**REQUIRED ACTION:**
Every line below should be set down exactly as it appears.

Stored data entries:
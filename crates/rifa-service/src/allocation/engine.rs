//! Uniform random draw of distinct ticket numbers from a bounded pool.

use std::collections::HashSet;

use rand::Rng;

use rifa_core::error::{AppError, reasons};
use rifa_core::result::AppResult;

/// Draws distinct numbers uniformly at random from a fixed inclusive
/// range, excluding an arbitrary set of already-used values.
///
/// The engine is pure: it holds no state beyond the range, never
/// touches storage, and mutates nothing on failure. The caller is
/// responsible for deriving the exclusion set from the ledger and for
/// serializing concurrent draws.
///
/// The draw materializes the available complement and runs a partial
/// Fisher–Yates shuffle over it, which is uniform over all size-`count`
/// subsets and completes in a deterministic number of steps regardless
/// of how full the pool is.
#[derive(Debug, Clone)]
pub struct AllocationEngine {
    range_min: i32,
    range_max: i32,
}

impl AllocationEngine {
    /// Create an engine over the inclusive range `[range_min, range_max]`.
    pub fn new(range_min: i32, range_max: i32) -> Self {
        Self {
            range_min,
            range_max,
        }
    }

    /// Total number of tickets in the pool.
    pub fn pool_size(&self) -> usize {
        (self.range_max - self.range_min + 1) as usize
    }

    /// How many numbers remain available given an exclusion set.
    ///
    /// Excluded values outside the range do not reduce capacity.
    pub fn remaining(&self, excluded: &HashSet<i32>) -> usize {
        let excluded_in_range = excluded
            .iter()
            .filter(|n| (self.range_min..=self.range_max).contains(*n))
            .count();
        self.pool_size() - excluded_in_range
    }

    /// Whether a number falls inside the pool range.
    pub fn contains(&self, number: i32) -> bool {
        (self.range_min..=self.range_max).contains(&number)
    }

    /// Draw `count` distinct numbers uniformly at random, disjoint from
    /// `excluded`, returned ascending.
    pub fn draw(&self, count: usize, excluded: &HashSet<i32>) -> AppResult<Vec<i32>> {
        self.draw_with(&mut rand::rng(), count, excluded)
    }

    fn draw_with<R: Rng + ?Sized>(
        &self,
        rng: &mut R,
        count: usize,
        excluded: &HashSet<i32>,
    ) -> AppResult<Vec<i32>> {
        if count == 0 {
            return Err(AppError::validation("At least one number must be requested")
                .with_reason(reasons::INVALID_COMBO));
        }

        let mut available: Vec<i32> = (self.range_min..=self.range_max)
            .filter(|n| !excluded.contains(n))
            .collect();

        if available.len() < count {
            return Err(AppError::conflict(format!(
                "Only {} numbers remain in the pool, {} requested",
                available.len(),
                count
            ))
            .with_reason(reasons::CAPACITY_EXCEEDED));
        }

        // Partial Fisher–Yates: after i swaps, available[..i] is a
        // uniform sample without replacement.
        for i in 0..count {
            let j = rng.random_range(i..available.len());
            available.swap(i, j);
        }

        let mut drawn = available[..count].to_vec();
        drawn.sort_unstable();
        Ok(drawn)
    }
}

#[cfg(test)]
mod tests {
    use super::*;
    use rand::SeedableRng;
    use rand::rngs::StdRng;
    use rifa_core::error::ErrorKind;

    fn engine() -> AllocationEngine {
        AllocationEngine::new(1, 150)
    }

    #[test]
    fn test_draw_returns_exact_count_in_range() {
        let drawn = engine().draw(10, &HashSet::new()).unwrap();
        assert_eq!(drawn.len(), 10);
        let distinct: HashSet<i32> = drawn.iter().copied().collect();
        assert_eq!(distinct.len(), 10);
        assert!(drawn.iter().all(|n| (1..=150).contains(n)));
    }

    #[test]
    fn test_draw_is_ascending() {
        let drawn = engine().draw(25, &HashSet::new()).unwrap();
        let mut sorted = drawn.clone();
        sorted.sort_unstable();
        assert_eq!(drawn, sorted);
    }

    #[test]
    fn test_draw_is_disjoint_from_excluded() {
        let excluded: HashSet<i32> = (1..=100).collect();
        let drawn = engine().draw(50, &excluded).unwrap();
        assert_eq!(drawn.len(), 50);
        assert!(drawn.iter().all(|n| !excluded.contains(n)));
        // Only 101..=150 was left, so the draw is forced.
        assert_eq!(drawn, (101..=150).collect::<Vec<i32>>());
    }

    #[test]
    fn test_draw_beyond_capacity_fails() {
        let excluded: HashSet<i32> = (1..=100).collect();
        let err = engine().draw(51, &excluded).unwrap_err();
        assert_eq!(err.kind, ErrorKind::Conflict);
        assert_eq!(err.reason, Some("CAPACITY_EXCEEDED"));
    }

    #[test]
    fn test_draw_zero_rejected() {
        let err = engine().draw(0, &HashSet::new()).unwrap_err();
        assert_eq!(err.reason, Some("INVALID_COMBO"));
    }

    #[test]
    fn test_full_pool_drain_yields_whole_range() {
        let drawn = engine().draw(150, &HashSet::new()).unwrap();
        assert_eq!(drawn, (1..=150).collect::<Vec<i32>>());
    }

    #[test]
    fn test_excluded_values_outside_range_do_not_shrink_pool() {
        let excluded: HashSet<i32> = [0, 151, 999].into_iter().collect();
        assert_eq!(engine().remaining(&excluded), 150);
        let drawn = engine().draw(150, &excluded).unwrap();
        assert_eq!(drawn.len(), 150);
    }

    #[test]
    fn test_incremental_draws_drain_without_duplicates() {
        let engine = engine();
        let mut rng = StdRng::seed_from_u64(7);
        let mut used = HashSet::new();
        for _ in 0..30 {
            let drawn = engine.draw_with(&mut rng, 5, &used).unwrap();
            for n in drawn {
                assert!(used.insert(n), "number {n} was handed out twice");
            }
        }
        assert_eq!(used.len(), 150);
        let err = engine.draw_with(&mut rng, 1, &used).unwrap_err();
        assert_eq!(err.reason, Some("CAPACITY_EXCEEDED"));
    }

    #[test]
    fn test_every_number_is_reachable() {
        // With a seeded rng, repeated single draws from a 3-wide pool
        // hit all three values.
        let engine = AllocationEngine::new(1, 3);
        let mut rng = StdRng::seed_from_u64(42);
        let mut seen = HashSet::new();
        for _ in 0..64 {
            let drawn = engine.draw_with(&mut rng, 1, &HashSet::new()).unwrap();
            seen.insert(drawn[0]);
        }
        assert_eq!(seen, HashSet::from([1, 2, 3]));
    }
}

**THE ANSWER:**
filename crates/rifa-service/src/allocation/engine.rs
//! Uniform random draw of distinct ticket numbers from a bounded pool.

use std::collections::HashSet;

use rand::Rng;

use rifa_core::error::{AppError, reasons};
use rifa_core::result::AppResult;

/// Draws distinct numbers uniformly at random from a fixed inclusive
/// range, excluding an arbitrary set of already-used values.
///
/// The engine is pure: it holds no state beyond the range, never
/// touches storage, and mutates nothing on failure. The caller is
/// responsible for deriving the exclusion set from the ledger and for
/// serializing concurrent draws.
///
/// The draw materializes the available complement and runs a partial
/// Fisher–Yates shuffle over it, which is uniform over all size-`count`
/// subsets and completes in a deterministic number of steps regardless
/// of how full the pool is.
#[derive(Debug, Clone)]
pub struct AllocationEngine {
    range_min: i32,
    range_max: i32,
}

impl AllocationEngine {
    /// Create an engine over the inclusive range `[range_min, range_max]`.
    pub fn new(range_min: i32, range_max: i32) -> Self {
        Self {
            range_min,
            range_max,
        }
    }

    /// Total number of tickets in the pool.
    pub fn pool_size(&self) -> usize {
        (self.range_max - self.range_min + 1) as usize
    }

    /// How many numbers remain available given an exclusion set.
    ///
    /// Excluded values outside the range do not reduce capacity.
    pub fn remaining(&self, excluded: &HashSet<i32>) -> usize {
        let excluded_in_range = excluded
            .iter()
            .filter(|n| (self.range_min..=self.range_max).contains(*n))
            .count();
        self.pool_size() - excluded_in_range
    }

    /// Whether a number falls inside the pool range.
    pub fn contains(&self, number: i32) -> bool {
        (self.range_min..=self.range_max).contains(&number)
    }

    /// Draw `count` distinct numbers uniformly at random, disjoint from
    /// `excluded`, returned ascending.
    pub fn draw(&self, count: usize, excluded: &HashSet<i32>) -> AppResult<Vec<i32>> {
        self.draw_with(&mut rand::rng(), count, excluded)
    }

    fn draw_with<R: Rng + ?Sized>(
        &self,
        rng: &mut R,
        count: usize,
        excluded: &HashSet<i32>,
    ) -> AppResult<Vec<i32>> {
        if count == 0 {
            return Err(AppError::validation("At least one number must be requested")
                .with_reason(reasons::INVALID_COMBO));
        }

        let mut available: Vec<i32> = (self.range_min..=self.range_max)
            .filter(|n| !excluded.contains(n))
            .collect();

        if available.len() < count {
            return Err(AppError::conflict(format!(
                "Only {} numbers remain in the pool, {} requested",
                available.len(),
                count
            ))
            .with_reason(reasons::CAPACITY_EXCEEDED));
        }

        // Partial Fisher–Yates: after i swaps, available[..i] is a
        // uniform sample without replacement.
        for i in 0..count {
            let j = rng.random_range(i..available.len());
            available.swap(i, j);
        }

        let mut drawn = available[..count].to_vec();
        drawn.sort_unstable();
        Ok(drawn)
    }
}

#[cfg(test)]
mod tests {
    use super::*;
    use rand::SeedableRng;
    use rand::rngs::StdRng;
    use rifa_core::error::ErrorKind;

    fn engine() -> AllocationEngine {
        AllocationEngine::new(1, 150)
    }

    #[test]
    fn test_draw_returns_exact_count_in_range() {
        let drawn = engine().draw(10, &HashSet::new()).unwrap();
        assert_eq!(drawn.len(), 10);
        let distinct: HashSet<i32> = drawn.iter().copied().collect();
        assert_eq!(distinct.len(), 10);
        assert!(drawn.iter().all(|n| (1..=150).contains(n)));
    }

    #[test]
    fn test_draw_is_ascending() {
        let drawn = engine().draw(25, &HashSet::new()).unwrap();
        let mut sorted = drawn.clone();
        sorted.sort_unstable();
        assert_eq!(drawn, sorted);
    }

    #[test]
    fn test_draw_is_disjoint_from_excluded() {
        let excluded: HashSet<i32> = (1..=100).collect();
        let drawn = engine().draw(50, &excluded).unwrap();
        assert_eq!(drawn.len(), 50);
        assert!(drawn.iter().all(|n| !excluded.contains(n)));
        // Only 101..=150 was left, so the draw is forced.
        assert_eq!(drawn, (101..=150).collect::<Vec<i32>>());
    }

    #[test]
    fn test_draw_beyond_capacity_fails() {
        let excluded: HashSet<i32> = (1..=100).collect();
        let err = engine().draw(51, &excluded).unwrap_err();
        assert_eq!(err.kind, ErrorKind::Conflict);
        assert_eq!(err.reason, Some("CAPACITY_EXCEEDED"));
    }

    #[test]
    fn test_draw_zero_rejected() {
        let err = engine().draw(0, &HashSet::new()).unwrap_err();
        assert_eq!(err.reason, Some("INVALID_COMBO"));
    }

    #[test]
    fn test_full_pool_drain_yields_whole_range() {
        let drawn = engine().draw(150, &HashSet::new()).unwrap();
        assert_eq!(drawn, (1..=150).collect::<Vec<i32>>());
    }

    #[test]
    fn test_excluded_values_outside_range_do_not_shrink_pool() {
        let excluded: HashSet<i32> = [0, 151, 999].into_iter().collect();
        assert_eq!(engine().remaining(&excluded), 150);
        let drawn = engine().draw(150, &excluded).unwrap();
        assert_eq!(drawn.len(), 150);
    }

    #[test]
    fn test_incremental_draws_drain_without_duplicates() {
        let engine = engine();
        let mut rng = StdRng::seed_from_u64(7);
        let mut used = HashSet::new();
        for _ in 0..30 {
            let drawn = engine.draw_with(&mut rng, 5, &used).unwrap();
            for n in drawn {
                assert!(used.insert(n), "number {n} was handed out twice");
            }
        }
        assert_eq!(used.len(), 150);
        let err = engine.draw_with(&mut rng, 1, &used).unwrap_err();
        assert_eq!(err.reason, Some("CAPACITY_EXCEEDED"));
    }

    #[test]
    fn test_every_number_is_reachable() {
        // With a seeded rng, repeated single draws from a 3-wide pool
        // hit all three values.
        let engine = AllocationEngine::new(1, 3);
        let mut rng = StdRng::seed_from_u64(42);
        let mut seen = HashSet::new();
        for _ in 0..64 {
            let drawn = engine.draw_with(&mut rng, 1, &HashSet::new()).unwrap();
            seen.insert(drawn[0]);
        }
        assert_eq!(seen, HashSet::from([1, 2, 3]));
    }
}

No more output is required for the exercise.